*71.12% of Gold traders are net-long with the ratio of traders long to short at 2.46 to 1
*In India gold struggled in 2021 and is down about Rs 9000 from its August 2020 highs of Rs 56,300
It is a good time to accumulate gold at the current levels, especially with the risk of the third wave of the pandemic on the horizon, which could place speed breakers on the path of the global economic recovery. In times of rising inflation, gold is expected to perform well amongst various asset classes. In global markets, gold fell nearly 3.51% last year, in its worst performance in six years. In India, gold also struggled in 2021 and is down about Rs 9000 from its August 2020 highs of Rs 56,300.
The gold price in India in December 2011 was about Rs 30000 while in December 2021, the price of 10-gram gold was around Rs 50000. In dollar terms, the 10-year return has been about 1.84 per cent as gold moved from about $1500 in December 2011 to $1800 in December 2021. Even over the last decade the return in gold translated into a CAGR (Compound annual growth rate) of about 5.25%.
With annual inflation running around 5-7%., the return in gold as an asset class has been almost negative.

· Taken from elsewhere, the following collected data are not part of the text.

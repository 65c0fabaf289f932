pub mod snapshot_row;
use std::fmt;
use std::io::{Error, ErrorKind};
use tracing_subscriber::{fmt::format::FmtSpan, EnvFilter};

/// Supported log format types
#[derive(Debug, Clone, PartialEq)]
pub enum LogFormat {
    Plain,
    Json,
}

impl fmt::Display for LogFormat {
    fn fmt(&self, f: &mut fmt::Formatter<'_>) -> fmt::Result {
        match self {
            LogFormat::Plain => write!(f, "plain"),
            LogFormat::Json => write!(f, "json"),
        }
    }
}

impl From<&str> for LogFormat {
    fn from(s: &str) -> Self {
        match s.to_lowercase().as_str() {
            "json" => LogFormat::Json,
            _ => LogFormat::Plain,
        }
    }
}

pub fn init_logger(log_level: &str, log_format: &str, is_local: bool) -> Result<(), Error> {
    // Parse and validate the log level, falling back with an error if invalid
    let filter = EnvFilter::try_new(log_level)
        .map_err(|_| Error::new(ErrorKind::InvalidInput, "Invalid log level"))?;

    let format = LogFormat::from(log_format);

    // try_init: повторная инициализация (например, в тестах) не считается ошибкой
    if is_local {
        // Development mode with timestamps
        let builder = tracing_subscriber::fmt()
            .with_env_filter(filter)
            .with_target(false)
            .with_span_events(FmtSpan::NEW | FmtSpan::CLOSE);

        match format {
            LogFormat::Json => {
                let _ = builder.json().try_init();
            }
            LogFormat::Plain => {
                let _ = builder.try_init();
            }
        }
    } else {
        // Production mode without timestamps
        let builder = tracing_subscriber::fmt()
            .with_env_filter(filter)
            .with_target(true)
            .with_level(true)
            .with_span_events(FmtSpan::NEW | FmtSpan::CLOSE)
            .without_time();

        match format {
            LogFormat::Json => {
                let _ = builder.json().try_init();
            }
            LogFormat::Plain => {
                let _ = builder.try_init();
            }
        }
    }

    Ok(())
}
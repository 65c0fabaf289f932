use chrono::{NaiveDate, NaiveTime};

/// Минутный срез котировки одного инструмента.
///
/// Символ, дата и время обязательны: срез создается только после успешного
/// разбора даты и времени. Ценовые поля и объем независимо опциональны —
/// срез без единого числового значения все равно считается валидным
/// и попадает в хранилище.
#[derive(Debug, Clone, PartialEq)]
pub struct Snapshot {
    pub symbol: String,
    pub date: NaiveDate,
    pub time: NaiveTime,
    pub open: Option<f64>,
    pub high: Option<f64>,
    pub low: Option<f64>,
    pub close: Option<f64>,
    pub volume: Option<f64>,
}

/// Результат извлечения данных по одному тикеру.
///
/// Извлечение никогда не возвращает `Err` наружу: любой сбой выражается
/// вариантом этого перечисления и обрабатывается диспетчером локально.
#[derive(Debug, Clone, PartialEq)]
pub enum ExtractionOutcome {
    /// Успешно разобранный срез
    Snapshot(Snapshot),
    /// Обязательный элемент страницы (тултип или дата) отсутствует
    NotFound(String),
    /// Превышен таймаут навигации
    Timeout,
    /// Любая другая ошибка запроса или разбора
    Error(String),
}

impl ExtractionOutcome {
    pub fn is_snapshot(&self) -> bool {
        matches!(self, ExtractionOutcome::Snapshot(_))
    }
}

#[cfg(test)]
mod tests {
    use super::*;

    #[test]
    fn test_snapshot_with_all_null_prices_is_valid() {
        // Срез без единого ценового поля — валидный срез
        let snapshot = Snapshot {
            symbol: "SBER".to_string(),
            date: NaiveDate::from_ymd_opt(2024, 1, 10).unwrap(),
            time: NaiveTime::from_hms_opt(10, 30, 0).unwrap(),
            open: None,
            high: None,
            low: None,
            close: None,
            volume: None,
        };

        let outcome = ExtractionOutcome::Snapshot(snapshot);
        assert!(outcome.is_snapshot());
    }

    #[test]
    fn test_failure_outcomes_are_not_snapshots() {
        assert!(!ExtractionOutcome::NotFound("tooltip".to_string()).is_snapshot());
        assert!(!ExtractionOutcome::Timeout.is_snapshot());
        assert!(!ExtractionOutcome::Error("boom".to_string()).is_snapshot());
    }
}
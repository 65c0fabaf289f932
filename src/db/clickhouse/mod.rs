pub mod clickhouse_service;
pub mod connection;
pub mod models;
pub mod repository;
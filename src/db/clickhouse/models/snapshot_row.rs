use crate::services::staging::record::StagedRecord;
use chrono::{NaiveDate, NaiveDateTime};

/// Строка таблицы хранилища: `time` — дата и время среза одним значением
#[derive(Debug, Clone, PartialEq)]
pub struct DbSnapshotRow {
    pub date: NaiveDate,
    pub time: NaiveDateTime,
    pub open: Option<f64>,
    pub high: Option<f64>,
    pub low: Option<f64>,
    pub close: Option<f64>,
    pub volume: Option<f64>,
}

impl DbSnapshotRow {
    /// Преобразует промежуточную запись в строку таблицы.
    /// None для записи с неразборчивой датой или временем.
    pub fn from_record(record: &StagedRecord) -> Option<Self> {
        let (date, time) = record.parse_timestamp()?;
        Some(Self {
            date,
            time,
            open: record.open,
            high: record.max,
            low: record.min,
            close: record.close,
            volume: record.volume,
        })
    }
}
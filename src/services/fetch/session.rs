use crate::env_config::models::app_config::FetcherConfig;
use crate::error::Result;
use std::time::Duration;
use tracing::{debug, info};

/// Общая сессия этапа сбора: один HTTP-клиент на весь прогон.
///
/// Сессия открывается один раз, разделяется между всеми параллельными
/// извлечениями (каждый запрос независим) и закрывается ровно один раз
/// после завершения всех задач — этим владеет диспетчер.
#[derive(Clone)]
pub struct FetchSession {
    client: reqwest::Client,
}

impl FetchSession {
    pub fn open(config: &FetcherConfig) -> Result<Self> {
        debug!(
            "Opening fetch session, navigation timeout {} ms",
            config.navigation_timeout_ms
        );

        let client = reqwest::Client::builder()
            .timeout(Duration::from_millis(config.navigation_timeout_ms))
            .build()?;

        Ok(Self { client })
    }

    pub fn client(&self) -> &reqwest::Client {
        &self.client
    }

    /// Закрывает сессию. Вызывается диспетчером строго после барьера.
    pub fn close(self) {
        info!("Fetch session closed");
    }
}
pub mod snapshot_repository;
use crate::db::clickhouse::connection::ClickhouseConnection;
use crate::db::clickhouse::models::snapshot_row::DbSnapshotRow;
use crate::error::Result;
use async_trait::async_trait;
use std::sync::Arc;
use tracing::{debug, info};

/// Доступ к таблицам срезов в хранилище: по таблице на тикер
#[async_trait]
pub trait SnapshotRepository: Send + Sync {
    /// Создает таблицу тикера, если ее еще нет (идемпотентно)
    async fn ensure_table(&self, symbol: &str) -> Result<()>;

    /// Вставляет пачку строк в таблицу тикера
    async fn insert_rows(&self, symbol: &str, rows: &[DbSnapshotRow]) -> Result<u64>;
}

pub struct ClickhouseSnapshotRepository {
    connection: Arc<ClickhouseConnection>,
}

impl ClickhouseSnapshotRepository {
    pub fn new(connection: Arc<ClickhouseConnection>) -> Self {
        Self { connection }
    }

    fn table_name(&self, symbol: &str) -> String {
        format!("{}.{}", self.connection.database(), symbol)
    }
}

#[async_trait]
impl SnapshotRepository for ClickhouseSnapshotRepository {
    async fn ensure_table(&self, symbol: &str) -> Result<()> {
        let client = self.connection.get_client();

        // Ценовые колонки Nullable: запись без части полей — валидный срез
        let ddl = format!(
            "CREATE TABLE IF NOT EXISTS {}
            (
                date Date,
                time DateTime,
                open Nullable(Float32),
                high Nullable(Float32),
                low Nullable(Float32),
                close Nullable(Float32),
                volume Nullable(Float64)
            )
            ENGINE = MergeTree()
            ORDER BY (date, time)",
            self.table_name(symbol)
        );

        debug!("Ensuring warehouse table for {}", symbol);
        client.query(&ddl).execute().await?;

        Ok(())
    }

    async fn insert_rows(&self, symbol: &str, rows: &[DbSnapshotRow]) -> Result<u64> {
        if rows.is_empty() {
            debug!("{}: no rows to insert", symbol);
            return Ok(0);
        }

        let client = self.connection.get_client();

        let mut values_parts = Vec::with_capacity(rows.len());
        for row in rows {
            values_parts.push(format!(
                "('{}', '{}', {}, {}, {}, {}, {})",
                row.date.format("%Y-%m-%d"),
                row.time.format("%Y-%m-%d %H:%M:%S"),
                format_float_safe(row.open),
                format_float_safe(row.high),
                format_float_safe(row.low),
                format_float_safe(row.close),
                format_float_safe(row.volume),
            ));
        }

        let sql = format!(
            "INSERT INTO {} (date, time, open, high, low, close, volume) VALUES {}",
            self.table_name(symbol),
            values_parts.join(",")
        );

        client.query(&sql).execute().await?;

        info!("{}: inserted batch of {} rows", symbol, rows.len());
        Ok(rows.len() as u64)
    }
}

// Форматирует число для вставки в SQL: None, NaN и Infinity дают NULL
fn format_float_safe(value: Option<f64>) -> String {
    match value {
        Some(v) if v.is_finite() => v.to_string(),
        _ => "NULL".to_string(),
    }
}
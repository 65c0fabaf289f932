use super::app_env::Env;
use serde::Deserialize;
use std::fs;
use std::path::Path;

#[derive(Debug, Deserialize)]
pub struct AppConfig {
    pub log: LogConfig,
    pub fetcher: FetcherConfig,
    pub staging: StagingConfig,
    pub clickhouse: ClickhouseConfig,
}

#[derive(Debug, Deserialize)]
pub struct LogConfig {
    pub level: String,
    pub format: String,
}

/// Параметры этапа сбора котировок
#[derive(Debug, Clone, Deserialize)]
pub struct FetcherConfig {
    /// Базовый URL страницы инструмента, тикер дописывается в конец
    pub base_url: String,
    /// Максимум одновременных запросов к бирже
    pub concurrency_limit: usize,
    pub navigation_timeout_ms: u64,
}

#[derive(Debug, Clone, Deserialize)]
pub struct StagingConfig {
    /// Файл со списком тикеров, по одному на строку
    pub symbols_file: String,
    /// Каталог для промежуточных JSONL-файлов
    pub dir: String,
}

#[derive(Debug, Clone, Deserialize)]
pub struct ClickhouseConfig {
    pub timeout: u64,
    pub batch_size: usize,
}

impl AppConfig {
    pub fn new(env: &Env) -> AppConfig {
        let path = format!("config/{}.toml", env);
        Self::from_file(Path::new(&path))
    }

    fn from_file(path: &Path) -> AppConfig {
        let content = fs::read_to_string(path)
            .unwrap_or_else(|e| panic!("Failed to read config file {}: {}", path.display(), e));
        toml::from_str(&content)
            .unwrap_or_else(|e| panic!("Failed to parse config file {}: {}", path.display(), e))
    }
}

Meanwhile, Goldman Sachs said in a note that Bitcoin to eat into gold's market share in 2022 as digital cryptocurrency assets become more widely adopted.
The minutes from the December US Federal Open Market Committee (FOMC) meeting were released on Wednesday. The document showed an inclination from members to consider accelerating the tapering of asset purchases and then to make hiking rates a ‘live’ option at the March meeting. The market is now pricing in a high probability of a 25-basis point hike at that date.
A jump in US bond yields following release of minutes from the last Federal Reserve has put pressure on global gold rates that were down to about $1,789 per ounce (31.10347 gram) on Friday. Retail trader data show 71.12% of traders are net-long with the ratio of traders long to short at 2.46 to 1.
The 10-year US Treasury yield hit its highest level since April last year at 1.71% overnight. At the same time, the 2-year bond continues to surge to yields not seen since the pandemic began, trading above 0.83%. Though gold is seen as a hedge against higher inflation, but bullion is highly sensitive to rising US interest rates, as these increase the opportunity cost of holding non-yielding bullion.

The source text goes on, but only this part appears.